* TASK GOAL *
The word "input" marks the lines you need; copy each of them from the data.
-- DATA EXCERPTS follows --
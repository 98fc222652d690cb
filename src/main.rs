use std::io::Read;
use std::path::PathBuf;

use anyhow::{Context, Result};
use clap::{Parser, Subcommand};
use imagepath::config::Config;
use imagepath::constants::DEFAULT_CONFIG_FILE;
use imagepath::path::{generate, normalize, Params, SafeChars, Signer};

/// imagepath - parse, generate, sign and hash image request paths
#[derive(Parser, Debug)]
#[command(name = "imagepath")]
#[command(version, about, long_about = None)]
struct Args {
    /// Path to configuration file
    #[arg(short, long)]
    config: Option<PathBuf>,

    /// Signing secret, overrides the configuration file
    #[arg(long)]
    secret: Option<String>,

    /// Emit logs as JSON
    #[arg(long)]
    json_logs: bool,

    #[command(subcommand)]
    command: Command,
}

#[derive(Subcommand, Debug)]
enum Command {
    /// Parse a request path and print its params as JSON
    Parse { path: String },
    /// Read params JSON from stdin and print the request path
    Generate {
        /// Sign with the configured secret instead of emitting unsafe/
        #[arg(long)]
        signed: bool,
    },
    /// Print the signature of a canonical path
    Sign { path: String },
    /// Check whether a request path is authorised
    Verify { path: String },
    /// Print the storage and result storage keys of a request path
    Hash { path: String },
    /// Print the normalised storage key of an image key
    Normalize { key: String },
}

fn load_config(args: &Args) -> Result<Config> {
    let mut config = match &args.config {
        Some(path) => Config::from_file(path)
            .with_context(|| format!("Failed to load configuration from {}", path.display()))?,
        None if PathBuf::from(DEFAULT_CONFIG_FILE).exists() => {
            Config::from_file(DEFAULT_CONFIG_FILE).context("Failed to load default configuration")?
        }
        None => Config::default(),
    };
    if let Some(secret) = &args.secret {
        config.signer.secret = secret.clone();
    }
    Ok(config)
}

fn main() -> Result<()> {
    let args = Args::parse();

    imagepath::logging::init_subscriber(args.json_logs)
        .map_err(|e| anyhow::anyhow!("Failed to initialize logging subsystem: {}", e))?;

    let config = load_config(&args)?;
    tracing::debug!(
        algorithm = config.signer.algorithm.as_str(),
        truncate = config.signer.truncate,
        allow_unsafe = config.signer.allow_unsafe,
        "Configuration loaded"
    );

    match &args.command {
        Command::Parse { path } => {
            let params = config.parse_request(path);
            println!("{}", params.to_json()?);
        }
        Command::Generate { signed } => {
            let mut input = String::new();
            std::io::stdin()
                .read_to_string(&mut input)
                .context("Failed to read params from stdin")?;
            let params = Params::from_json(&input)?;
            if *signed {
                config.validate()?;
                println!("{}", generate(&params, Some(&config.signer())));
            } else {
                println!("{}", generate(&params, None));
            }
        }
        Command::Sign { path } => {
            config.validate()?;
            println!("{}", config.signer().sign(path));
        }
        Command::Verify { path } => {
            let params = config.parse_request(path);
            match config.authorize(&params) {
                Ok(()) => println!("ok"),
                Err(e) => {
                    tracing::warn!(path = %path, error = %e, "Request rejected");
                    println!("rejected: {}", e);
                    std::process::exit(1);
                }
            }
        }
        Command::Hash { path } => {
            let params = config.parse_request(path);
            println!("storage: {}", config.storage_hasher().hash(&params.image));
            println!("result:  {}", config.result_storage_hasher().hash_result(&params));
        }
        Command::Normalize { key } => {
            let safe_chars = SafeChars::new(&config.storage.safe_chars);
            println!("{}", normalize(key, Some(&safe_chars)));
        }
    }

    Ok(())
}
-- DATA EXCERPTS concluded --
* EXERCISE RESULT *
            let mut input = String::new();
                .read_to_string(&mut input)
            let params = Params::from_json(&input)?;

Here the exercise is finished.